Famara beach lanzarote canary islands

The beaches of seaside resorts

Every resort is beachfront, so if you’re in Playa Blanca, Puerto del Carmen or Costa Teguise, you’ll have no trouble making a splash. You can find out more on this site.

  • Costa Teguise: el Jablillo, las Cucharas, playa Bastian
  • Playa Blanca: Playa Flamingo, Playa Dorada
  • Puerto del Carmen: los Pocillos, playa Grande, playa Chica

Papagayo beaches

At the southern tip of the island, not too far from Playa Blanca, we’ll find a nature reserve with numerous coves, each more beautiful than the last, called Los Ajaches. The great thing about this place is that, although it’s quite popular, there’s plenty of room for everyone.

There are several great beaches tucked between volcanic rocks, plenty of hiking trails and cliffs to explore. Entrance to the park costs 3€, then you have to walk 5km on a dirty road, and there’s a little bodega for a snack or a drink, with a great view.

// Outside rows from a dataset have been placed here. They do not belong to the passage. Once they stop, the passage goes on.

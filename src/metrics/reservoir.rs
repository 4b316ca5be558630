use parking_lot::Mutex;
use rand::rngs::StdRng;
use rand::{Rng, SeedableRng};

use super::snapshot::Snapshot;

/// Default number of slots, enough for a 99.9% confidence level with a
/// 5% margin of error assuming a normal distribution.
pub const DEFAULT_SIZE: usize = 1028;

/// Fixed-size uniform sample of every value ever offered
/// (Vitter's algorithm R).
pub struct UniformReservoir {
    inner: Mutex<Inner>,
}

struct Inner {
    values: Vec<i64>,
    size: usize,
    seen: u64,
    rng: StdRng,
}

impl UniformReservoir {
    pub fn new(size: usize) -> Self {
        Self::with_rng(size, StdRng::from_entropy())
    }

    /// Deterministic reservoir, used by tests.
    pub fn seeded(size: usize, seed: u64) -> Self {
        Self::with_rng(size, StdRng::seed_from_u64(seed))
    }

    fn with_rng(size: usize, rng: StdRng) -> Self {
        let size = size.max(1);
        Self {
            inner: Mutex::new(Inner {
                values: Vec::with_capacity(size),
                size,
                seen: 0,
                rng,
            }),
        }
    }

    pub fn update(&self, value: i64) {
        let mut inner = self.inner.lock();
        inner.seen += 1;

        if inner.values.len() < inner.size {
            inner.values.push(value);
            return;
        }

        let seen = inner.seen;
        let slot = inner.rng.gen_range(0..seen);
        if slot < inner.size as u64 {
            inner.values[slot as usize] = value;
        }
    }

    pub fn snapshot(&self) -> Snapshot {
        Snapshot::new(self.inner.lock().values.clone())
    }
}

impl Default for UniformReservoir {
    fn default() -> Self {
        Self::new(DEFAULT_SIZE)
    }
}

#[cfg(test)]
mod tests {
    use super::*;

    #[test]
    fn keeps_everything_below_capacity() {
        let reservoir = UniformReservoir::seeded(16, 7);
        for v in 0..10 {
            reservoir.update(v);
        }
        assert_eq!(reservoir.snapshot().values(), &(0..10i64).collect::<Vec<_>>()[..]);
    }

    #[test]
    fn never_grows_past_capacity() {
        let reservoir = UniformReservoir::seeded(100, 7);
        for v in 0..10_000 {
            reservoir.update(v);
        }

        let snapshot = reservoir.snapshot();
        assert_eq!(snapshot.len(), 100);
        assert!(snapshot.values().iter().all(|v| (0..10_000).contains(v)));
    }
}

Well, the photos don’t do justice to the beaches because the weather wasn’t great, but when the weather’s nice, the water is super clear.

Papagayo beach lanzarote south canary islands
Papagayo beach lanzarote south canary islands

Northeast coves

On the road to Ozorla, and more specifically from Jameos de Agua, there are numerous mini beaches and coves along the way. They’re super easy to find, there’s always a mini parking lot and not too many people.

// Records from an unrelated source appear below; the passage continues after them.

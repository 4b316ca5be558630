use std::collections::{BTreeMap, HashSet};
use std::sync::Arc;

use async_trait::async_trait;
use parking_lot::Mutex;

use super::Store;
use crate::error::StoreError;

/// In-process store. Clones share the same contents, so a test can keep
/// one handle while the reporter owns another.
#[derive(Debug, Clone, Default)]
pub struct MemoryStore {
    inner: Arc<Mutex<Inner>>,
}

#[derive(Debug, Default)]
struct Inner {
    values: BTreeMap<String, String>,
    writes: Vec<(String, String)>,
    failing: HashSet<String>,
}

impl MemoryStore {
    pub fn new() -> Self {
        Self::default()
    }

    /// Makes every future write to `key` fail.
    pub fn fail_on(&self, key: impl Into<String>) {
        self.inner.lock().failing.insert(key.into());
    }

    pub fn get(&self, key: &str) -> Option<String> {
        self.inner.lock().values.get(key).cloned()
    }

    /// Current contents, last write wins.
    pub fn values(&self) -> BTreeMap<String, String> {
        self.inner.lock().values.clone()
    }

    /// Every successful write, in order.
    pub fn writes(&self) -> Vec<(String, String)> {
        self.inner.lock().writes.clone()
    }

    pub fn clear(&self) {
        let mut inner = self.inner.lock();
        inner.values.clear();
        inner.writes.clear();
    }
}

#[async_trait]
impl Store for MemoryStore {
    async fn set(&mut self, key: &str, value: &str) -> Result<(), StoreError> {
        let mut inner = self.inner.lock();
        if inner.failing.contains(key) {
            return Err(StoreError::Unavailable(format!("write to {key} refused")));
        }

        inner.values.insert(key.to_owned(), value.to_owned());
        inner.writes.push((key.to_owned(), value.to_owned()));
        Ok(())
    }
}

#[cfg(test)]
mod tests {
    use super::*;

    #[tokio::test]
    async fn clones_share_contents() {
        let observer = MemoryStore::new();
        let mut store = observer.clone();

        store.set("a:count", "1").await.unwrap();
        store.set("a:count", "2").await.unwrap();

        assert_eq!(observer.get("a:count").as_deref(), Some("2"));
        assert_eq!(observer.writes().len(), 2);
    }

    #[tokio::test]
    async fn injected_failures() {
        let mut store = MemoryStore::new();
        store.fail_on("bad:count");

        assert!(matches!(
            store.set("bad:count", "1").await,
            Err(StoreError::Unavailable(_))
        ));
        assert!(store.set("good:count", "1").await.is_ok());
        assert_eq!(store.values().len(), 1);
    }
}
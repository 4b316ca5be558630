use async_trait::async_trait;
use redis::aio::ConnectionManager;
use redis::AsyncCommands;
use tracing::info;

use super::Store;
use crate::error::StoreError;

/// Redis-backed store writing plain `SET key value` commands.
///
/// `ConnectionManager` reconnects on its own after a dropped connection;
/// writes issued while it is down fail with [`StoreError::Unavailable`].
#[derive(Clone)]
pub struct RedisStore {
    conn: ConnectionManager,
}

impl RedisStore {
    /// Opens the connection. The client usually comes from
    /// [`StoreTarget::client`](crate::config::StoreTarget::client).
    pub async fn connect(client: redis::Client) -> Result<Self, StoreError> {
        let addr = client.get_connection_info().addr.to_string();
        let conn = ConnectionManager::new(client).await?;
        info!(%addr, "connected to redis");
        Ok(Self { conn })
    }
}

#[async_trait]
impl Store for RedisStore {
    async fn set(&mut self, key: &str, value: &str) -> Result<(), StoreError> {
        let _: () = self.conn.set(key, value).await?;
        Ok(())
    }
}
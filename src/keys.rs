use std::fmt;

/// One derived statistic a metric can contribute to the store.
///
/// The set is closed: every key written by the reporter is a metric name
/// followed by exactly one of these suffixes.
#[derive(Debug, Clone, Copy, PartialEq, Eq, Hash)]
pub enum Statistic {
    Count,
    Value,
    Mean,
    OneMinuteAverage,
    FiveMinuteAverage,
    FifteenMinuteAverage,
    Min,
    Max,
    StdDev,
    Median,
    P75,
    P95,
    P98,
    P99,
    P999,
}

impl Statistic {
    pub const ALL: [Statistic; 15] = [
        Statistic::Count,
        Statistic::Value,
        Statistic::Mean,
        Statistic::OneMinuteAverage,
        Statistic::FiveMinuteAverage,
        Statistic::FifteenMinuteAverage,
        Statistic::Min,
        Statistic::Max,
        Statistic::StdDev,
        Statistic::Median,
        Statistic::P75,
        Statistic::P95,
        Statistic::P98,
        Statistic::P99,
        Statistic::P999,
    ];

    /// The key suffix, including the leading colon.
    pub const fn suffix(self) -> &'static str {
        match self {
            Self::Count => ":count",
            Self::Value => ":value",
            Self::Mean => ":mean",
            Self::OneMinuteAverage => ":one-minute-average",
            Self::FiveMinuteAverage => ":five-minute-average",
            Self::FifteenMinuteAverage => ":fifteen-minute-average",
            Self::Min => ":min",
            Self::Max => ":max",
            Self::StdDev => ":stddev",
            Self::Median => ":median",
            Self::P75 => ":75th-percentile",
            Self::P95 => ":95th-percentile",
            Self::P98 => ":98th-percentile",
            Self::P99 => ":99th-percentile",
            Self::P999 => ":999th-percentile",
        }
    }
}

impl fmt::Display for Statistic {
    fn fmt(&self, f: &mut fmt::Formatter<'_>) -> fmt::Result {
        f.write_str(self.suffix())
    }
}

/// Builds the store key for one statistic of one metric.
///
/// Plain concatenation: the name is neither validated nor escaped.
pub fn key_for(metric_name: &str, statistic: Statistic) -> String {
    let suffix = statistic.suffix();
    let mut key = String::with_capacity(metric_name.len() + suffix.len());
    key.push_str(metric_name);
    key.push_str(suffix);
    key
}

These include Caleta de las Escamas, Punta Prieta, Caleta del Mojon and the magnificent Caleton Blanco.

You’ll generally find clear sand and turquoise water between volcanic rocks, and the setting is really top-notch

The vineyards of Lanzarote

It’s funny to see how man always adapts to his environment. Lanzarote is a volcanic island, very dry, not far from the Sahara. And yet, many fruits and vegetables grow here, as well as numerous vines. And these vines are easily recognizable, as each vine has its own little comfort.

To protect them from the wind, we dig, plant and surround them with stone. Volcanic “dust” is also sprinkled on top, to protect the vines but also to capture moisture and help them grow.

Quite a few of these vines are found at the foot of volcanoes and even on slopes, which is quite surprising.

The wine itself is pretty good, not too light, but you can tell it’s got character. We’ll find quite a few vineyards, mainly along the LZ-30 from Uga, with several bodegas for tasting or buying. Tours and tastings start at around twenty euros, which isn’t bad!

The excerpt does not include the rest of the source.